Poster #RP123
Computational analysis of intrinsic disorder in the evolution of eukaryotic proteins
Kevin Koh*, Paula Ashe**, Raju Datla**, Gopalan Selvaraj**
*University of Saskatchewan, Saskatoon, Canada; **National Research Council of Canada, Saskatoon, Canada
The concept that structure determines protein function has profoundly impacted biochemistry, molecular biology and subsequently genomics. However, the lack of discernible 3-D structures for large segments or for the entire sequence in some proteins has nonetheless attracted the attention of computational biologists and more recently experimental biologists. Various computational tools based on training sets of intrinsically disordered proteins (IDP) discerned from experimental methods including NMR, circular dichroism, and x-ray crystallography are available. Recent reports have estimated that 35-63% of all proteins in representative eukaryotes are intrinsically disordered. This statement is mostly based on a working definition that considers a protein to be an IDP if it contains at least one stretch of >39 amino acids that are intrinsically disordered.

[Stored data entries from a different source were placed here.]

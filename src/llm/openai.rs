//! `OpenAI`-compatible chat-completions provider

use super::types::{ChatMessage, LlmRequest, LlmResponse, Usage};
use super::{LlmError, LlmService, ProviderEndpoint};
use crate::functions::ProviderTool;
use async_trait::async_trait;
use reqwest::header::{HeaderMap, HeaderName, HeaderValue, RETRY_AFTER};
use reqwest::Client;
use serde::{Deserialize, Serialize};
use std::time::Duration;

/// Chat-completions service bound to one [`ProviderEndpoint`]
pub struct OpenAIService {
    client: Client,
    endpoint: ProviderEndpoint,
    url: String,
}

impl OpenAIService {
    pub fn new(endpoint: ProviderEndpoint, timeout: Duration) -> Result<Self, LlmError> {
        let mut default_headers = HeaderMap::new();
        for (name, value) in &endpoint.headers {
            let name = HeaderName::from_bytes(name.as_bytes())
                .map_err(|e| LlmError::invalid_request(format!("Invalid header name {name}: {e}")))?;
            let value = HeaderValue::from_str(value)
                .map_err(|e| LlmError::invalid_request(format!("Invalid header value: {e}")))?;
            default_headers.insert(name, value);
        }

        let client = Client::builder()
            .timeout(timeout)
            .default_headers(default_headers)
            .build()
            .map_err(|e| LlmError::unknown(format!("Failed to create HTTP client: {e}")))?;

        let url = endpoint.chat_completions_url();
        Ok(Self {
            client,
            endpoint,
            url,
        })
    }

    pub fn endpoint(&self) -> &ProviderEndpoint {
        &self.endpoint
    }

    fn translate_request<'a>(&'a self, request: &'a LlmRequest) -> OpenAIRequest<'a> {
        OpenAIRequest {
            model: &self.endpoint.model,
            messages: request.messages.as_slice(),
            tools: if request.tools.is_empty() {
                None
            } else {
                Some(request.tools.as_slice())
            },
        }
    }

    fn normalize_response(resp: OpenAIResponse) -> Result<LlmResponse, LlmError> {
        let choice = resp
            .choices
            .into_iter()
            .next()
            .ok_or_else(|| LlmError::unknown("No choices in response"))?;

        let usage = resp.usage.map_or_else(Usage::default, |u| Usage {
            input_tokens: u64::from(u.prompt_tokens),
            output_tokens: u64::from(u.completion_tokens),
        });

        Ok(LlmResponse {
            message: choice.message,
            finish_reason: choice.finish_reason,
            usage,
        })
    }
}

#[async_trait]
impl LlmService for OpenAIService {
    async fn complete(&self, request: &LlmRequest) -> Result<LlmResponse, LlmError> {
        let body = self.translate_request(request);

        let response = self
            .client
            .post(&self.url)
            .bearer_auth(&self.endpoint.api_key)
            .json(&body)
            .send()
            .await
            .map_err(|e| LlmError::from_reqwest(&e))?;

        let status = response.status();
        let retry_after = response
            .headers()
            .get(RETRY_AFTER)
            .and_then(|v| v.to_str().ok())
            .and_then(|v| v.parse::<u64>().ok())
            .map(Duration::from_secs);
        let body = response
            .text()
            .await
            .map_err(|e| LlmError::network(format!("Failed to read response: {e}")))?;

        if !status.is_success() {
            let message = serde_json::from_str::<OpenAIErrorResponse>(&body)
                .map_or(body, |error_resp| error_resp.error.message);
            let error = LlmError::from_status(status.as_u16(), &message);
            return Err(match retry_after {
                Some(delay) => error.with_retry_after(delay),
                None => error,
            });
        }

        let openai_response: OpenAIResponse = serde_json::from_str(&body).map_err(|e| {
            LlmError::unknown(format!("Failed to parse response: {e} - body: {body}"))
        })?;

        Self::normalize_response(openai_response)
    }

    fn model_id(&self) -> &str {
        &self.endpoint.model
    }
}

// OpenAI API types

#[derive(Debug, Serialize)]
struct OpenAIRequest<'a> {
    model: &'a str,
    messages: &'a [ChatMessage],
    #[serde(skip_serializing_if = "Option::is_none")]
    tools: Option<&'a [ProviderTool]>,
}

#[derive(Debug, Deserialize)]
struct OpenAIResponse {
    choices: Vec<OpenAIChoice>,
    #[serde(default)]
    usage: Option<OpenAIUsage>,
}

#[derive(Debug, Deserialize)]
struct OpenAIChoice {
    message: ChatMessage,
    finish_reason: Option<String>,
}

#[derive(Debug, Deserialize)]
#[allow(clippy::struct_field_names)] // tokens suffix is meaningful
struct OpenAIUsage {
    prompt_tokens: u32,
    completion_tokens: u32,
}

#[derive(Debug, Deserialize)]
struct OpenAIErrorResponse {
    error: OpenAIError,
}

#[derive(Debug, Deserialize)]
struct OpenAIError {
    message: String,
}

#[cfg(test)]
mod tests {
    use super::*;
    use crate::functions::FunctionDescriptor;
    use crate::llm::LlmErrorKind;
    use serde_json::json;
    use std::collections::BTreeMap;
    use wiremock::matchers::{body_partial_json, header, method, path};
    use wiremock::{Mock, MockServer, ResponseTemplate};

    fn service(server: &MockServer) -> OpenAIService {
        let mut headers = BTreeMap::new();
        headers.insert("x-team".to_string(), "voice".to_string());
        let endpoint = ProviderEndpoint::new("sk-test", "gpt-4o")
            .with_base_url(format!("{}/v1", server.uri()))
            .with_headers(headers);
        OpenAIService::new(endpoint, Duration::from_secs(5)).unwrap()
    }

    #[tokio::test]
    async fn test_text_completion() {
        let server = MockServer::start().await;
        Mock::given(method("POST"))
            .and(path("/v1/chat/completions"))
            .and(header("authorization", "Bearer sk-test"))
            .and(header("x-team", "voice"))
            .and(body_partial_json(json!({
                "model": "gpt-4o",
                "messages": [{"role": "user", "content": "hi"}]
            })))
            .respond_with(ResponseTemplate::new(200).set_body_json(json!({
                "choices": [{
                    "message": {"role": "assistant", "content": "hello"},
                    "finish_reason": "stop"
                }],
                "usage": {"prompt_tokens": 3, "completion_tokens": 1, "total_tokens": 4}
            })))
            .mount(&server)
            .await;

        let request = LlmRequest {
            messages: vec![ChatMessage::user("hi")],
            tools: vec![],
        };
        let response = service(&server).complete(&request).await.unwrap();
        assert_eq!(response.text(), Some("hello"));
        assert!(!response.has_tool_calls());
        assert_eq!(response.usage.input_tokens, 3);
    }

    #[tokio::test]
    async fn test_tool_calls_and_tools_payload() {
        let server = MockServer::start().await;
        Mock::given(method("POST"))
            .and(path("/v1/chat/completions"))
            .and(body_partial_json(json!({
                "tools": [{"type": "function", "function": {"name": "add"}}]
            })))
            .respond_with(ResponseTemplate::new(200).set_body_json(json!({
                "choices": [{
                    "message": {
                        "role": "assistant",
                        "content": null,
                        "tool_calls": [{
                            "id": "call_1",
                            "type": "function",
                            "function": {"name": "add", "arguments": "{\"a\":1,\"b\":2}"}
                        }]
                    },
                    "finish_reason": "tool_calls"
                }]
            })))
            .mount(&server)
            .await;

        let descriptor = FunctionDescriptor::new("add", "Add two numbers");
        let request = LlmRequest {
            messages: vec![ChatMessage::user("1+2?")],
            tools: vec![descriptor.to_provider_tool()],
        };
        let response = service(&server).complete(&request).await.unwrap();
        assert_eq!(response.tool_calls().len(), 1);
        assert_eq!(response.tool_calls()[0].name(), "add");
        assert_eq!(response.text(), None);
    }

    #[tokio::test]
    async fn test_error_classification() {
        let server = MockServer::start().await;
        Mock::given(method("POST"))
            .respond_with(
                ResponseTemplate::new(429)
                    .insert_header("retry-after", "7")
                    .set_body_json(json!({"error": {"message": "slow down"}})),
            )
            .mount(&server)
            .await;

        let err = service(&server)
            .complete(&LlmRequest::default())
            .await
            .unwrap_err();
        assert_eq!(err.kind, LlmErrorKind::RateLimit);
        assert!(err.message.contains("slow down"));
        assert_eq!(err.retry_after, Some(Duration::from_secs(7)));
    }

    #[tokio::test]
    async fn test_empty_choices_rejected() {
        let server = MockServer::start().await;
        Mock::given(method("POST"))
            .respond_with(ResponseTemplate::new(200).set_body_json(json!({"choices": []})))
            .mount(&server)
            .await;

        let err = service(&server)
            .complete(&LlmRequest::default())
            .await
            .unwrap_err();
        assert_eq!(err.kind, LlmErrorKind::Unknown);
    }
}
//! Pure session transition function
//!
//! Given the same state, context and event it always produces the same
//! result; all I/O happens in the controller executing the effects.

use super::effect::Effect;
use super::event::{ClientEvent, ServerEvent, SessionEvent};
use super::state::{SessionContext, SessionState};
use serde_json::Value;
use thiserror::Error;

/// Result of a state transition
#[derive(Debug)]
pub struct TransitionResult {
    pub new_state: SessionState,
    pub effects: Vec<Effect>,
}

impl TransitionResult {
    pub fn new(state: SessionState) -> Self {
        Self {
            new_state: state,
            effects: vec![],
        }
    }

    pub fn with_effect(mut self, effect: Effect) -> Self {
        self.effects.push(effect);
        self
    }
}

/// Rejected transitions; the state is left unchanged
#[derive(Debug, Error, PartialEq, Eq)]
pub enum TransitionError {
    /// Setup while a session is live or connecting
    #[error("session already {0}, skipping setup")]
    AlreadyStarted(SessionState),
    /// Malformed inbound event; the event is dropped
    #[error("{0}")]
    Protocol(String),
    /// Event not meaningful in this state
    #[error("ignoring {event} while {state}")]
    Ignored { state: SessionState, event: &'static str },
}

/// Pure transition function
pub fn transition(
    state: SessionState,
    context: &SessionContext,
    event: SessionEvent,
) -> Result<TransitionResult, TransitionError> {
    match (state, event) {
        // ============================================================
        // Setup
        // ============================================================

        // Retrying after a failed negotiation drops the half-built transport first
        (SessionState::Connecting { failed: true }, SessionEvent::SetupRequested) => {
            Ok(TransitionResult::new(SessionState::Connecting { failed: false })
                .with_effect(Effect::ReleaseResources)
                .with_effect(Effect::Connect))
        }

        (SessionState::Idle | SessionState::Closed, SessionEvent::SetupRequested) => {
            Ok(TransitionResult::new(SessionState::Connecting { failed: false })
                .with_effect(Effect::Connect))
        }

        (state, SessionEvent::SetupRequested) => Err(TransitionError::AlreadyStarted(state)),

        (SessionState::Connecting { failed: false }, SessionEvent::Negotiated) => {
            Ok(TransitionResult::new(SessionState::AwaitingChannelOpen))
        }

        // No automatic retry; the caller must set up again
        (SessionState::Connecting { failed: false }, SessionEvent::NegotiationFailed { .. }) => {
            Ok(TransitionResult::new(SessionState::Connecting { failed: true }))
        }

        // ============================================================
        // Channel lifecycle
        // ============================================================

        // Configuration first, then context, before any other traffic
        (SessionState::AwaitingChannelOpen, SessionEvent::ChannelOpened) => {
            Ok(TransitionResult::new(SessionState::Active)
                .with_effect(Effect::Send(ClientEvent::session_update(
                    context.tools.clone(),
                    context.instructions.clone(),
                )))
                .with_effect(Effect::Send(ClientEvent::system_message(
                    context.context.clone(),
                ))))
        }

        (SessionState::AwaitingChannelOpen | SessionState::Active, SessionEvent::ChannelClosed) => {
            Ok(TransitionResult::new(SessionState::Closed).with_effect(Effect::ReleaseResources))
        }

        // ============================================================
        // Inbound server events
        // ============================================================
        (SessionState::Active, SessionEvent::ServerMessage(message)) => {
            server_message(message)
        }

        // ============================================================
        // Context
        // ============================================================
        (SessionState::Active, SessionEvent::ContextChanged) => {
            Ok(TransitionResult::new(SessionState::Active).with_effect(Effect::Send(
                ClientEvent::system_message(context.context.clone()),
            )))
        }

        (SessionState::Active, SessionEvent::ContextPushed { text }) => Ok(
            TransitionResult::new(SessionState::Active)
                .with_effect(Effect::Send(ClientEvent::system_message(text))),
        ),

        // Held value already updated by the caller; nothing to push
        (state, SessionEvent::ContextChanged) => Ok(TransitionResult::new(state)),

        // ============================================================
        // Stop: callable from any state
        // ============================================================
        (_, SessionEvent::StopRequested) => {
            Ok(TransitionResult::new(SessionState::Closed).with_effect(Effect::ReleaseResources))
        }

        (state, event) => Err(TransitionError::Ignored {
            state,
            event: event_name(&event),
        }),
    }
}

fn server_message(message: ServerEvent) -> Result<TransitionResult, TransitionError> {
    let stay = TransitionResult::new(SessionState::Active);
    match message {
        ServerEvent::TranscriptDone { transcript } => {
            Ok(stay.with_effect(Effect::Transcript(transcript)))
        }
        ServerEvent::FunctionCallArgumentsDone {
            name,
            arguments,
            call_id,
        } => {
            if arguments.trim().is_empty() {
                return Err(TransitionError::Protocol(format!(
                    "function call {call_id} ({name}) has no arguments"
                )));
            }
            let arguments: Value = serde_json::from_str(&arguments).map_err(|e| {
                TransitionError::Protocol(format!(
                    "malformed arguments for {name} (call {call_id}): {e}"
                ))
            })?;
            Ok(stay.with_effect(Effect::InvokeFunction {
                call_id,
                name,
                arguments,
            }))
        }
        ServerEvent::Other => Ok(stay),
    }
}

fn event_name(event: &SessionEvent) -> &'static str {
    match event {
        SessionEvent::SetupRequested => "setup",
        SessionEvent::StopRequested => "stop",
        SessionEvent::ContextChanged => "context change",
        SessionEvent::ContextPushed { .. } => "context push",
        SessionEvent::Negotiated => "negotiation result",
        SessionEvent::NegotiationFailed { .. } => "negotiation failure",
        SessionEvent::ChannelOpened => "channel open",
        SessionEvent::ChannelClosed => "channel close",
        SessionEvent::ServerMessage(_) => "server message",
    }
}

#[cfg(test)]
mod tests {
    use super::*;
    use crate::functions::FunctionDescriptor;
    use crate::realtime::event::ConversationItem;
    use serde_json::json;

    fn context() -> SessionContext {
        SessionContext {
            instructions: "Be helpful".to_string(),
            context: "User is on the home page".to_string(),
            tools: vec![FunctionDescriptor::new("navigate", "Go somewhere").to_realtime_tool()],
        }
    }

    fn call(name: &str, arguments: &str) -> SessionEvent {
        SessionEvent::ServerMessage(ServerEvent::FunctionCallArgumentsDone {
            name: name.to_string(),
            arguments: arguments.to_string(),
            call_id: "call_1".to_string(),
        })
    }

    #[test]
    fn test_setup_from_idle_connects() {
        let result = transition(SessionState::Idle, &context(), SessionEvent::SetupRequested).unwrap();
        assert_eq!(result.new_state, SessionState::Connecting { failed: false });
        assert_eq!(result.effects, vec![Effect::Connect]);
    }

    #[test]
    fn test_reentrant_setup_rejected() {
        for state in [
            SessionState::Connecting { failed: false },
            SessionState::AwaitingChannelOpen,
            SessionState::Active,
        ] {
            assert_eq!(
                transition(state, &context(), SessionEvent::SetupRequested).unwrap_err(),
                TransitionError::AlreadyStarted(state)
            );
        }
    }

    #[test]
    fn test_failed_negotiation_stays_connecting() {
        let result = transition(
            SessionState::Connecting { failed: false },
            &context(),
            SessionEvent::NegotiationFailed {
                message: "401".to_string(),
            },
        )
        .unwrap();
        assert_eq!(result.new_state, SessionState::Connecting { failed: true });
        assert!(result.effects.is_empty());

        let retry = transition(result.new_state, &context(), SessionEvent::SetupRequested).unwrap();
        assert_eq!(retry.effects, vec![Effect::ReleaseResources, Effect::Connect]);
    }

    #[test]
    fn test_channel_open_sends_config_then_context() {
        let ctx = context();
        let result =
            transition(SessionState::AwaitingChannelOpen, &ctx, SessionEvent::ChannelOpened).unwrap();
        assert_eq!(result.new_state, SessionState::Active);
        assert_eq!(
            result.effects,
            vec![
                Effect::Send(ClientEvent::session_update(ctx.tools.clone(), "Be helpful")),
                Effect::Send(ClientEvent::system_message("User is on the home page")),
            ]
        );
    }

    #[test]
    fn test_function_call_parses_arguments() {
        let result = transition(SessionState::Active, &context(), call("navigate", r#"{"to":"/x"}"#))
            .unwrap();
        assert_eq!(
            result.effects,
            vec![Effect::InvokeFunction {
                call_id: "call_1".to_string(),
                name: "navigate".to_string(),
                arguments: json!({"to": "/x"}),
            }]
        );
    }

    #[test]
    fn test_malformed_or_missing_arguments_are_protocol_errors() {
        for arguments in ["{oops", "", "   "] {
            assert!(matches!(
                transition(SessionState::Active, &context(), call("navigate", arguments)),
                Err(TransitionError::Protocol(_))
            ));
        }
    }

    #[test]
    fn test_transcript_and_other_events() {
        let result = transition(
            SessionState::Active,
            &context(),
            SessionEvent::ServerMessage(ServerEvent::TranscriptDone {
                transcript: "hello".to_string(),
            }),
        )
        .unwrap();
        assert_eq!(result.effects, vec![Effect::Transcript("hello".to_string())]);

        let other = transition(
            SessionState::Active,
            &context(),
            SessionEvent::ServerMessage(ServerEvent::Other),
        )
        .unwrap();
        assert!(other.effects.is_empty());
    }

    #[test]
    fn test_server_message_before_active_ignored() {
        assert!(matches!(
            transition(SessionState::AwaitingChannelOpen, &context(), call("navigate", "{}")),
            Err(TransitionError::Ignored { .. })
        ));
    }

    #[test]
    fn test_context_push_only_when_active() {
        let active = transition(SessionState::Active, &context(), SessionEvent::ContextChanged).unwrap();
        match &active.effects[..] {
            [Effect::Send(ClientEvent::ConversationItemCreate {
                item: ConversationItem::Message { role, .. },
            })] => assert_eq!(role, "system"),
            other => panic!("unexpected effects {other:?}"),
        }

        let idle = transition(SessionState::Idle, &context(), SessionEvent::ContextChanged).unwrap();
        assert_eq!(idle.new_state, SessionState::Idle);
        assert!(idle.effects.is_empty());
    }

    #[test]
    fn test_stop_from_any_state_releases() {
        for state in [
            SessionState::Idle,
            SessionState::Connecting { failed: true },
            SessionState::AwaitingChannelOpen,
            SessionState::Active,
            SessionState::Closed,
        ] {
            let result = transition(state, &context(), SessionEvent::StopRequested).unwrap();
            assert_eq!(result.new_state, SessionState::Closed);
            assert_eq!(result.effects, vec![Effect::ReleaseResources]);
        }
    }
}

IDPs are considered to afford functional plasticity, especially in protein-ligand interactions and in processes pertaining to signaling and regulation. In view of the structural, developmental, and functional complexity of multi-cellular eukaryotes, we have examined the landscape of IDPs among the orthologs in eukaryotes and for comparison have included unicellular eukaryotes as well. As an example, computational analyses of the IDPs in the model plant Arabidopsis thaliana and in the human proteome were used to identify the distribution of IDPs among the orthologs and to examine any potential functional relevance.